The word "through" marks the lines to keep; find each one in the data and copy it.

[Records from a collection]
..........

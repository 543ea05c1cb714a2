//! # evmledger
//!
//! A journaled EVM ledger view for chains whose native coin lives in a separate ledger.
//!
//! This crate re-exports the workspace crates and adds [`EvmConfig`], the chain
//! configuration that is validated once at start-up and then shared as an `Arc`.
//!
//! - [`statedb`]: the ledger view, its journal and revisions.
//! - [`gas`]: intrinsic gas, base fee and refunds.
//! - [`transaction`]: transaction payloads, wire codec and sender recovery.
//! - [`handler`]: fee checks, the native coin boundary and [`apply_transaction`].
#![cfg_attr(not(test), warn(unused_crate_dependencies))]

mod config;

pub use config::{ConfigError, EvmConfig};

// reexport dependencies
pub use database;
pub use database_interface;
pub use gas;
pub use handler;
pub use primitives;
pub use state;
pub use statedb;
pub use transaction;

pub use database::{InMemoryStore, Store};
pub use handler::{apply_transaction, BankKeeper, BankWrapper, BlockEnv, TxResult, VmOutcome};
pub use statedb::{StateDB, TxConfig};
pub use transaction::{SignedTransaction, TxData};
//! Transaction driver: validation, fee deduction, execution against a journaled ledger
//! view, commit and refund.
use crate::{
    check_sender_balance, post_execution::refund_gas, verify_fee, BankKeeper, BankWrapper,
    FeeError, Message, TxExecutionError, TxResult, VmOutcome, FEE_COLLECTOR,
};
use database::Store;
use gas::{intrinsic_gas_for_tx, leftover_gas, ChainConfig};
use primitives::{Address, EvmCoinInfo, SpecId, B256, U256};
use statedb::{StateDB, TxConfig};
use tracing::{debug, trace};
use transaction::SignedTransaction;

/// Block a transaction is applied in.
#[derive(Clone, Debug, Default, PartialEq, Eq)]
#[cfg_attr(feature = "serde", derive(serde::Serialize, serde::Deserialize))]
pub struct BlockEnv {
    /// Block height.
    pub number: u64,
    /// Block time in seconds.
    pub timestamp: u64,
    /// Block hash, stamped on logs.
    pub hash: B256,
    /// Block proposer, warmed before execution.
    pub coinbase: Address,
    /// Base fee, `None` when the fee market is disabled.
    pub base_fee: Option<U256>,
}

/// Chain level inputs of [`apply_transaction`].
#[derive(Clone, Copy, Debug)]
pub struct ExecutionEnv<'a> {
    /// Fork schedule and chain id.
    pub chain: &'a ChainConfig,
    /// Native coin of the chain.
    pub coin_info: &'a EvmCoinInfo,
    /// Current block.
    pub block: &'a BlockEnv,
    /// Precompile addresses, warmed before execution.
    pub precompiles: &'a [Address],
}

impl ExecutionEnv<'_> {
    /// Rules in force for the current block.
    pub fn spec_id(&self) -> SpecId {
        self.chain.spec_id(self.block.number, self.block.timestamp)
    }
}

/// Error of [`apply_transaction`] for a ledger `L`.
pub type LedgerTxError<L> = TxExecutionError<<L as Store>::Error, <L as BankKeeper>::Error>;

/// Applies a signed transaction to `ledger`.
///
/// The transaction is validated, its sender recovered and its fee checked and deducted
/// to the [`FEE_COLLECTOR`]. `vm` then runs against a fresh [`StateDB`] over the ledger.
/// When the VM reports an error every state change it made is reverted, but the gas it
/// spent is still charged. The view is finalised and committed, and the leftover gas,
/// refund included, is paid back to the sender.
///
/// An `Err` means the transaction was rejected or the ledger failed. Rejections leave
/// the ledger untouched.
///
/// # Panics
///
/// Panics if the VM reports more gas than the transaction left it.
pub fn apply_transaction<L, F>(
    ledger: &mut L,
    env: &ExecutionEnv<'_>,
    tx: &SignedTransaction,
    tx_index: u64,
    log_index: u64,
    vm: F,
) -> Result<TxResult, LedgerTxError<L>>
where
    L: Store + BankKeeper,
    F: FnOnce(&mut StateDB<&mut L>, &Message) -> VmOutcome,
{
    let data = tx.tx();
    data.validate()?;
    data.validate_chain_id(env.chain.chain_id)?;
    let from = tx.recover_signer()?;

    let spec_id = env.spec_id();
    let base_fee = env.block.base_fee;
    let denom = env.coin_info.extended_denom();
    let fees = verify_fee(data, denom, base_fee, spec_id, true)?;
    let intrinsic_gas = intrinsic_gas_for_tx(data, spec_id).map_err(FeeError::from)?;

    let expected = ledger
        .get_account(from)
        .map(|account| account.nonce)
        .unwrap_or_default();
    if data.nonce() != expected {
        return Err(TxExecutionError::InvalidNonce {
            expected,
            got: data.nonce(),
        });
    }

    let mut bank = BankWrapper::new(&mut *ledger, env.coin_info.clone());
    check_sender_balance(bank.get_balance(from), data)?;
    bank.send_coins_from_account_to_module(from, FEE_COLLECTOR, &fees)
        .map_err(TxExecutionError::FeeDeduction)?;

    let gas_price = data.effective_gas_price(base_fee);
    let message = Message {
        from,
        to: data.to(),
        nonce: data.nonce(),
        value: data.value(),
        input: data.input().clone(),
        gas_limit: data.gas_limit(),
        gas_price,
        intrinsic_gas,
        spec_id,
    };

    let tx_config = TxConfig::new(env.block.hash, tx.hash(), tx_index, log_index);
    let mut db = StateDB::new(&mut *ledger, tx_config);
    // Creations bump the nonce when the VM derives the contract address.
    if !data.is_create() {
        db.set_nonce(from, data.nonce() + 1);
    }
    db.prepare(
        spec_id,
        from,
        env.block.coinbase,
        data.to(),
        env.precompiles,
        data.access_list(),
    );

    let snapshot = db.snapshot();
    let outcome = vm(&mut db, &message);
    if let Some(reason) = &outcome.vm_error {
        trace!(target: "handler", tx = %tx.hash(), %reason, "reverting failed execution");
        db.revert_to_snapshot(snapshot);
    }

    let gas_used = intrinsic_gas.saturating_add(outcome.gas_used);
    let refund_quotient = ChainConfig::refund_quotient(spec_id);
    let leftover = leftover_gas(data.gas_limit(), gas_used, db.get_refund(), refund_quotient);
    let logs = db.logs().to_vec();

    db.finalise(spec_id.is_enabled_in(SpecId::SPURIOUS_DRAGON));
    db.commit().map_err(TxExecutionError::Commit)?;

    let mut bank = BankWrapper::new(&mut *ledger, env.coin_info.clone());
    refund_gas(&mut bank, from, leftover, gas_price, denom).map_err(TxExecutionError::Refund)?;

    let result = TxResult {
        hash: tx.hash(),
        gas_used: data.gas_limit() - leftover,
        logs,
        output: outcome.output,
        vm_error: outcome.vm_error,
    };
    debug!(
        target: "handler",
        tx = %result.hash,
        %from,
        gas_used = result.gas_used,
        failed = result.failed(),
        "applied transaction"
    );
    Ok(result)
}
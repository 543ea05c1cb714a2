//! Undo log of the ledger view.
mod entry;

pub use entry::JournalEntry;

use crate::LedgerState;
use primitives::{Address, HashMap};

/// Identifier of a point in the journal returned by `snapshot`.
///
/// Ids increase strictly for the lifetime of a ledger view and are never reused.
pub type RevisionId = usize;

/// A snapshot marker: the journal length at the time the snapshot was taken.
#[derive(Debug, Clone, Copy, PartialEq, Eq, PartialOrd, Ord, Hash)]
pub struct Revision {
    /// Id handed out to the caller.
    pub id: RevisionId,
    /// Journal length when the snapshot was taken.
    pub journal_index: usize,
}

/// Ordered list of journal entries plus a multiset of the addresses they modify.
#[derive(Debug, Clone, Default, PartialEq, Eq)]
pub struct Journal {
    entries: Vec<JournalEntry>,
    /// Number of entries touching each address.
    dirties: HashMap<Address, usize>,
}

impl Journal {
    /// Creates an empty journal.
    pub fn new() -> Self {
        Self::default()
    }

    /// Appends an entry and counts the address it dirties.
    pub fn append(&mut self, entry: JournalEntry) {
        if let Some(address) = entry.dirtied() {
            *self.dirties.entry(address).or_default() += 1;
        }
        self.entries.push(entry);
    }

    /// Number of entries.
    pub fn len(&self) -> usize {
        self.entries.len()
    }

    /// Returns `true` if nothing was journaled.
    pub fn is_empty(&self) -> bool {
        self.entries.is_empty()
    }

    /// Entries in append order.
    pub fn entries(&self) -> &[JournalEntry] {
        &self.entries
    }

    /// Returns `true` if at least one entry touches `address`.
    pub fn is_dirty(&self, address: &Address) -> bool {
        self.dirties.contains_key(address)
    }

    /// Dirty addresses in ascending order.
    pub fn sorted_dirties(&self) -> Vec<Address> {
        let mut dirties: Vec<_> = self.dirties.keys().copied().collect();
        dirties.sort_unstable();
        dirties
    }

    /// Undoes every entry at or after `index`, newest first.
    ///
    /// An address leaves the dirty set only once all entries touching it are undone.
    pub fn revert(&mut self, state: &mut LedgerState, index: usize) {
        for entry in self.entries.drain(index..).rev() {
            if let Some(address) = entry.dirtied() {
                if let Some(count) = self.dirties.get_mut(&address) {
                    *count -= 1;
                    if *count == 0 {
                        self.dirties.remove(&address);
                    }
                }
            }
            entry.undo(state);
        }
    }

    /// Forgets every entry.
    pub fn clear(&mut self) {
        self.entries.clear();
        self.dirties.clear();
    }
}
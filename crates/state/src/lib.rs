//! Account records and the in-memory state objects the ledger view works on.
#![cfg_attr(not(test), warn(unused_crate_dependencies))]

mod account;
mod object;
mod objects;

pub use account::Account;
pub use object::{ObjectStatus, StateObject, Storage};
pub use objects::{ObjectId, StateObjects};
pub use primitives;
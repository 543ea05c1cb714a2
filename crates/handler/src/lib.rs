//! # evmledger-handler
//!
//! Everything around a transaction's execution: fee verification and mempool priority,
//! the boundary with the native coin ledger, gas refund settlement and
//! [`apply_transaction`], which drives a transaction through a journaled
//! [`StateDB`](statedb::StateDB).
#![cfg_attr(not(test), warn(unused_crate_dependencies))]

pub mod bank;
mod error;
pub mod execution;
pub mod fee;
pub mod post_execution;
mod result;

pub use bank::{BankKeeper, BankWrapper, FEE_COLLECTOR};
pub use error::{FeeError, RefundError, TxExecutionError};
pub use execution::{apply_transaction, BlockEnv, ExecutionEnv, LedgerTxError};
pub use fee::{check_sender_balance, get_tx_priority, verify_fee, DEFAULT_PRIORITY_REDUCTION};
pub use post_execution::refund_gas;
pub use result::{Message, TxResult, VmOutcome};
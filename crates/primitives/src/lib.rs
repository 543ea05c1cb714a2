//! # evmledger-primitives
//!
//! Primitive types shared by every evmledger crate: the alloy value types, hardfork
//! identifiers, native coin metadata and the decimal scaler that converts between the
//! 18-decimal EVM unit and the native coin precision.
#![cfg_attr(not(test), warn(unused_crate_dependencies))]

pub mod coin;
pub mod constants;
pub mod decimals;
pub mod hardfork;

pub use alloy_primitives::{
    self, address, b256, bytes, hex, keccak256,
    map::{self, HashMap, HashSet},
    Address, Bytes, TxKind, B256, U256,
};
pub use coin::{Coin, CoinInfoError, Coins, EvmCoinInfo};
pub use constants::*;
pub use decimals::{from_vm18, split_vm18, to_vm18, Decimals};
pub use hardfork::SpecId;

/// Storage key of a contract slot.
pub type StorageKey = B256;

/// Storage value of a contract slot. The zero hash means "deleted".
pub type StorageValue = B256;
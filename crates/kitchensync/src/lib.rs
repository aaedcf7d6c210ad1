//! kitchensync - leader/follower playback sync and cue scheduling
//!
//! One leader broadcasts a monotonic session clock; followers compare their
//! player against it and correct with seeks or pause/seek/play. Every node
//! runs a cue scheduler against its own (corrected) player position, firing
//! each cue once per pass through the timeline.
//!
//! Layers, leaves first:
//! - [`filter`]: trimmed-median deviation estimate
//! - [`corrector`]: the correction state machine, pure
//! - [`scheduler`]: loop-aware cue firing, plus its tick task
//! - [`session`]: the actor that owns a corrector and drives the player
//! - [`broadcaster`], [`registry`], [`command`]: the network roles
//! - [`leader`], [`follower`]: runtimes that wire it all together
//!
//! The player and trigger output are traits ([`player::Player`],
//! [`sink::TriggerSink`]) with simulated and text-protocol adapters.

pub mod broadcaster;
pub mod command;
pub mod corrector;
pub mod filter;
pub mod follower;
pub mod leader;
pub mod midi;
pub mod net;
pub mod player;
pub mod registry;
pub mod schedule;
pub mod scheduler;
pub mod session;
pub mod sink;
pub mod telemetry;

pub use follower::FollowerNode;
pub use leader::LeaderNode;
pub use player::{Player, PlayerError, SimulatedPlayer};
pub use schedule::{CueSchedule, ScheduleError};
pub use session::SyncSnapshot;
pub use sink::{LineProtocolSink, MemorySink, SinkError, TracingSink, TriggerSink};
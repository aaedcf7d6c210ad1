//! Drift corrector state machine
//!
//! Compares local playback against the leader's broadcast timeline and
//! decides when to correct. Pure: time is passed in, commands come out as
//! [`Correction`] values. The owning task executes them against the player.
//!
//! ```text
//!                 < min_samples
//!  WAITING_FOR_SYNC ──────────────► (stay)
//!        │ |median| < correction_threshold
//!        ▼
//!      SYNCED ──── correction_threshold ≤ |median| < pause_threshold ──► SEEK_CORRECTING
//!        ▲   └──── |median| ≥ pause_threshold ─────────────────────────► PAUSE_CORRECTING
//!        └──────────────────── grace period elapsed ◄────────────────────────┘
//! ```

use std::sync::Arc;
use std::time::{Duration, Instant};

use kitchenconf::SyncTuning;
use kitchenproto::{CorrectionState, SyncPacket};
use tracing::{debug, info};

use crate::filter::{DeviationSample, DeviationWindow};

/// A command for the player.
#[derive(Debug, Clone, Copy, PartialEq)]
pub enum Correction {
    /// Seek to `target` seconds.
    Seek { target: f64 },
    /// Pause, wait `settle`, seek to `target`, play.
    PauseResume { target: f64, settle: Duration },
}

impl Correction {
    pub fn target(&self) -> f64 {
        match self {
            Correction::Seek { target } | Correction::PauseResume { target, .. } => *target,
        }
    }
}

/// Result of offering one packet to the corrector.
#[derive(Debug, Clone, Copy, PartialEq)]
pub enum Verdict {
    /// Duplicate or older than the newest packet of this epoch; not sampled.
    Stale,
    /// Sampled, or inside a grace period. Nothing to do.
    Hold,
    Correct(Correction),
}

/// Map a position onto `[0, duration)` when the duration is known.
pub fn wrap_position(position: f64, duration: Option<f64>) -> f64 {
    match duration {
        Some(d) if d > 0.0 && d.is_finite() => position.rem_euclid(d),
        _ => position,
    }
}

/// Map a deviation onto `(-duration/2, duration/2]` when the duration is
/// known, so a follower just across the loop point is not a full-length error.
pub fn wrap_deviation(deviation: f64, duration: Option<f64>) -> f64 {
    match duration {
        Some(d) if d > 0.0 && d.is_finite() => {
            let wrapped = deviation.rem_euclid(d);
            if wrapped > d / 2.0 {
                wrapped - d
            } else {
                wrapped
            }
        }
        _ => deviation,
    }
}

pub struct DriftCorrector {
    tuning: Arc<SyncTuning>,
    window: DeviationWindow,
    state: CorrectionState,
    epoch: Option<u64>,
    newest_send_timestamp: Option<u64>,
    /// One-way latency estimate, seconds.
    latency: Option<f64>,
    grace_until: Option<Instant>,
    last_deviation: Option<f64>,
    filtered: Option<f64>,
    last_packet_at: Option<Instant>,
    silent: bool,
    corrections: u64,
    failed_corrections: u64,
    correction_seq: u64,
}

impl DriftCorrector {
    pub fn new(tuning: Arc<SyncTuning>) -> Self {
        Self {
            window: DeviationWindow::new(tuning.window_size),
            tuning,
            state: CorrectionState::WaitingForSync,
            epoch: None,
            newest_send_timestamp: None,
            latency: None,
            grace_until: None,
            last_deviation: None,
            filtered: None,
            last_packet_at: None,
            silent: false,
            corrections: 0,
            failed_corrections: 0,
            correction_seq: 0,
        }
    }

    /// Forget everything tied to the previous epoch.
    pub fn reset_epoch(&mut self, epoch: u64) {
        self.epoch = Some(epoch);
        self.window.clear();
        self.state = CorrectionState::WaitingForSync;
        self.newest_send_timestamp = None;
        self.grace_until = None;
        self.last_deviation = None;
        self.filtered = None;
        self.silent = false;
    }

    /// Offer one sync packet together with the player's position and
    /// duration as read just now.
    pub fn observe(
        &mut self,
        packet: &SyncPacket,
        position: f64,
        duration: Option<f64>,
        now: Instant,
    ) -> Verdict {
        if self.epoch != Some(packet.session_epoch_id) {
            info!(epoch = packet.session_epoch_id, "new session epoch, corrector reset");
            self.reset_epoch(packet.session_epoch_id);
        }

        if let Some(newest) = self.newest_send_timestamp {
            if packet.send_timestamp <= newest {
                return Verdict::Stale;
            }
        }
        self.newest_send_timestamp = Some(packet.send_timestamp);
        self.last_packet_at = Some(now);
        if self.silent {
            self.silent = false;
            info!(leader = %packet.leader_id, "leader sync resumed");
        }

        let expected = wrap_position(packet.elapsed_seconds + self.latency(), duration);

        self.expire_grace(now);
        if self.grace_until.is_some() {
            return Verdict::Hold;
        }

        let deviation = wrap_deviation(position - expected, duration);
        self.last_deviation = Some(deviation);
        self.window.push(DeviationSample {
            observed_deviation_seconds: deviation,
            timestamp: now,
        });

        if self.window.len() < self.tuning.min_samples {
            return Verdict::Hold;
        }

        let Some(median) = self.window.estimate(self.tuning.trim_fraction) else {
            return Verdict::Hold;
        };
        self.filtered = Some(median);

        let magnitude = median.abs();
        if magnitude < self.tuning.correction_threshold {
            if self.state != CorrectionState::Synced {
                debug!(median, "synced");
            }
            self.state = CorrectionState::Synced;
            return Verdict::Hold;
        }

        let compensation = self.tuning.seek_compensation();
        let correction = if magnitude < self.tuning.pause_threshold {
            self.begin_correction(CorrectionState::SeekCorrecting, self.tuning.seek_grace(), now);
            Correction::Seek {
                target: wrap_position(expected + compensation, duration),
            }
        } else {
            let settle = self.tuning.pause_settle();
            self.begin_correction(CorrectionState::PauseCorrecting, self.tuning.pause_grace(), now);
            Correction::PauseResume {
                target: wrap_position(expected + compensation + settle.as_secs_f64(), duration),
                settle,
            }
        };

        info!(
            median,
            position,
            expected,
            target = correction.target(),
            state = %self.state,
            "drift correction"
        );
        Verdict::Correct(correction)
    }

    fn begin_correction(&mut self, state: CorrectionState, grace: Duration, now: Instant) {
        self.state = state;
        // The correction's own transient must not become a sample
        self.window.clear();
        self.grace_until = Some(now + grace);
        self.corrections += 1;
        self.correction_seq += 1;
    }

    /// End an elapsed grace period.
    pub fn expire_grace(&mut self, now: Instant) {
        if let Some(until) = self.grace_until {
            if now >= until {
                self.grace_until = None;
                if self.state.is_correcting() {
                    self.state = CorrectionState::Synced;
                }
            }
        }
    }

    /// The player rejected the last correction. Drop the grace period so
    /// the next full window re-evaluates.
    pub fn abandon(&mut self) {
        self.grace_until = None;
        self.window.clear();
        self.state = CorrectionState::WaitingForSync;
        self.failed_corrections += 1;
    }

    /// Check for leader silence. Returns true once, when silence begins.
    pub fn check_silence(&mut self, now: Instant) -> bool {
        let Some(last) = self.last_packet_at else {
            return false;
        };
        if self.silent || now.saturating_duration_since(last) < self.tuning.silence_timeout() {
            return false;
        }
        self.silent = true;
        self.window.clear();
        self.grace_until = None;
        self.state = CorrectionState::WaitingForSync;
        true
    }

    /// Fold in a one-way latency measurement (RTT / 2), seconds.
    pub fn record_latency(&mut self, one_way: f64) {
        if !one_way.is_finite() || one_way < 0.0 {
            return;
        }
        let alpha = self.tuning.latency_smoothing;
        self.latency = Some(match self.latency {
            Some(current) => alpha * one_way + (1.0 - alpha) * current,
            None => one_way,
        });
    }

    pub fn latency(&self) -> f64 {
        self.latency.unwrap_or(0.0)
    }

    pub fn state(&self) -> CorrectionState {
        self.state
    }

    pub fn epoch(&self) -> Option<u64> {
        self.epoch
    }

    pub fn last_deviation(&self) -> Option<f64> {
        self.last_deviation
    }

    pub fn filtered_deviation(&self) -> Option<f64> {
        self.filtered
    }

    pub fn window_len(&self) -> usize {
        self.window.len()
    }

    pub fn in_grace(&self) -> bool {
        self.grace_until.is_some()
    }

    pub fn is_silent(&self) -> bool {
        self.silent
    }

    pub fn corrections(&self) -> u64 {
        self.corrections
    }

    pub fn failed_corrections(&self) -> u64 {
        self.failed_corrections
    }

    /// Bumped by every correction issued.
    pub fn correction_seq(&self) -> u64 {
        self.correction_seq
    }
}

..........

__Solution__:
//! [`apply_transaction`], which drives a transaction through a journaled
//! each cue once per pass through the timeline.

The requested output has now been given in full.